The Proof of Work is also used to resolve blockchain conflicts. If there are multiple candidate blockchains that stem from a common forking point, nodes follow the one that has the most cumulative work because that chain is the one where the most energy was expended to create.

The chain part of the blockchain creates a compounding factor so that in order to replace a block in the blockchain, you must also replace the blocks that are on top of it thus expending far more time and energy. Because there are other people mining on the original blockchain, you must also be able to mine faster than them in order for your blockchain to have more work than the original for yours to be accepted by everyone else.

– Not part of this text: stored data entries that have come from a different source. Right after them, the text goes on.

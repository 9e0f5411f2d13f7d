#![cfg(test)]

use std::sync::Mutex;

use futures::StreamExt;

use crate::error::GenStreamError;
use crate::metrics::{Aggregation, MetricTags, MetricsSink};
use crate::model::{ChatMessage, ChoiceOutput, FinishReason, GenerationRequest, Role, Snapshot};
use crate::stream::ChunkStream;

#[derive(Debug, Clone)]
pub struct Record {
    pub name: String,
    pub value: f64,
    pub tags: MetricTags,
    pub methods: Vec<Aggregation>,
}

/// Sink that keeps every measurement in memory.
#[derive(Default)]
pub struct RecordingSink {
    records: Mutex<Vec<Record>>,
}

impl RecordingSink {
    pub fn records(&self) -> Vec<Record> {
        self.records.lock().unwrap().clone()
    }

    pub fn named(&self, name: &str) -> Vec<Record> {
        self.records().into_iter().filter(|r| r.name == name).collect()
    }

    pub fn values(&self, name: &str) -> Vec<f64> {
        self.named(name).into_iter().map(|r| r.value).collect()
    }

    pub fn count(&self, name: &str) -> usize {
        self.named(name).len()
    }
}

impl MetricsSink for RecordingSink {
    fn report(&self, values: &[(&str, f64)], tags: &MetricTags, methods: &[Aggregation]) {
        let mut recs = self.records.lock().unwrap();
        for (name, value) in values {
            recs.push(Record {
                name: name.to_string(),
                value: *value,
                tags: tags.clone(),
                methods: methods.to_vec(),
            });
        }
    }
}

pub fn request(id: &str, n: u32, stream: bool) -> GenerationRequest {
    GenerationRequest {
        request_id: id.into(),
        model: "test-model".into(),
        messages: vec![ChatMessage {
            role: Role::User,
            content: "hello".into(),
        }],
        n,
        stream,
        sampling: Default::default(),
    }
}

/// `(text, token_count, finish)` per choice, indexed by position.
pub fn snap(prompt_tokens: u32, choices: &[(&str, u32, Option<FinishReason>)]) -> Snapshot {
    Snapshot {
        prompt_token_count: prompt_tokens,
        choices: choices
            .iter()
            .enumerate()
            .map(|(i, (text, tokens, finish))| ChoiceOutput {
                index: i as u32,
                cumulative_text: text.to_string(),
                token_count: *tokens,
                finish_reason: *finish,
            })
            .collect(),
    }
}

/// Drain a chunk stream into its successful lines and the error that ended it, if any.
pub async fn drain(mut stream: ChunkStream) -> (Vec<String>, Option<GenStreamError>) {
    let mut lines = Vec::new();
    while let Some(item) = stream.next().await {
        match item {
            Ok(line) => lines.push(line),
            Err(e) => {
                assert!(stream.next().await.is_none(), "stream continued after error");
                return (lines, Some(e));
            }
        }
    }
    (lines, None)
}
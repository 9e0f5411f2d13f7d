//! Streaming primitives exposed by genstream.
//!
//! Contract:
//! - Every wire unit is one `data: <json-object>\n\n` line.
//! - A naturally completed stream ends with exactly one [`DONE_SENTINEL`].
//! - A stream that fails or is cancelled ends with exactly one `Err` item and
//!   never carries the sentinel.

use serde::Serialize;

use crate::error::CoreResult;
use crate::model::{FinishReason, Snapshot, UsageInfo};

/// Terminal marker of a successful streaming response.
pub const DONE_SENTINEL: &str = "data: [DONE]\n\n";

const DATA_PREFIX: &str = "data: ";

/// What the aggregator hands to the protocol formatter for one choice update.
#[derive(Debug, Clone, PartialEq, Serialize)]
pub struct StreamChunk {
    pub request_id: String,
    pub model: String,
    pub created: u64,
    pub index: u32,
    pub delta: String,
    pub finish_reason: Option<FinishReason>,
    /// Present only on the terminal chunk of a choice.
    pub usage: Option<UsageInfo>,
}

impl StreamChunk {
    /// Returns true if this chunk finishes its choice.
    pub fn is_terminal(&self) -> bool {
        self.finish_reason.is_some()
    }
}

/// Wrap a serialized JSON object in SSE data framing.
pub fn frame(json: &str) -> String {
    format!("{DATA_PREFIX}{json}\n\n")
}

/// Inverse of [`frame`] for a single unit; `None` if the framing is absent.
pub fn unframe(line: &str) -> Option<&str> {
    line.strip_prefix(DATA_PREFIX)?.strip_suffix("\n\n")
}

pub fn is_sentinel(line: &str) -> bool {
    line == DONE_SENTINEL
}

/// Boxed snapshot sequence produced by a generation engine.
pub type SnapshotStream = futures::stream::BoxStream<'static, Snapshot>;

/// Boxed stream of framed wire lines (or the error that ended the stream).
pub type ChunkStream = futures::stream::BoxStream<'static, CoreResult<String>>;

#[cfg(test)]
mod tests {
    use super::*;

    #[test]
    fn framing_helpers_work() {
        let line = frame(r#"{"a":1}"#);
        assert_eq!(line, "data: {\"a\":1}\n\n");
        assert_eq!(unframe(&line), Some(r#"{"a":1}"#));
        assert!(!is_sentinel(&line));
        assert!(is_sentinel(DONE_SENTINEL));
        assert_eq!(unframe(DONE_SENTINEL), Some("[DONE]"));
        assert_eq!(unframe("event: ping\n\n"), None);
    }

    #[test]
    fn terminal_only_with_finish_reason() {
        let mut c = StreamChunk {
            request_id: "r".into(),
            model: "m".into(),
            created: 0,
            index: 0,
            delta: "x".into(),
            finish_reason: None,
            usage: None,
        };
        assert!(!c.is_terminal());
        c.finish_reason = Some(FinishReason::Stop);
        assert!(c.is_terminal());
    }
}
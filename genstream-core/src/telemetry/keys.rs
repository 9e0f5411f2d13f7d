/// Span/Log attribute keys for request aggregation.
/// Keep these stable; changing them is a breaking change for dashboards.
pub const KEY_REQUEST_ID: &str = "req.id";
pub const KEY_MODEL: &str = "llm.model";
pub const KEY_PROTOCOL: &str = "protocol";
pub const KEY_STREAM: &str = "stream";
pub const KEY_CHOICES: &str = "choices";

pub const KEY_LATENCY_MS: &str = "latency.ms";
pub const KEY_FIRST_TOKEN_MS: &str = "first_token.ms";
pub const KEY_FINISH_REASON: &str = "finish.reason";
pub const KEY_TOKENS_PROMPT: &str = "tokens.prompt";
pub const KEY_TOKENS_COMPLETION: &str = "tokens.completion";
pub const KEY_TOKENS_TOTAL: &str = "tokens.total";

/// Error-related (if applicable)
pub const KEY_ERROR_KIND: &str = "error.kind";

Because replacing blocks requires significant time and energy expenditure, one can reasonably assume that a block and the transactions it contains will never change once multiple blocks have been mined on top of it. This gives us the irreversible aspect. This is why it is said that confirmed transactions are irreversible.

why can't we replace PoW with an automatic 10 minute block-addition based on a simple timestamp?

Because that is not decentralized. Who creates the blocks? If multiple people can create blocks like with mining, by what mechanism are ties broken? How do you resolve two different people creating different blocks? What stops someone from spoofing timestamps and replacing the blockchain with their own version?

The easiest way to resolve these is to make blocks only produced by a limited and trusted group of people. So it is now centralized. Congrats, you created Paypal, but less efficient.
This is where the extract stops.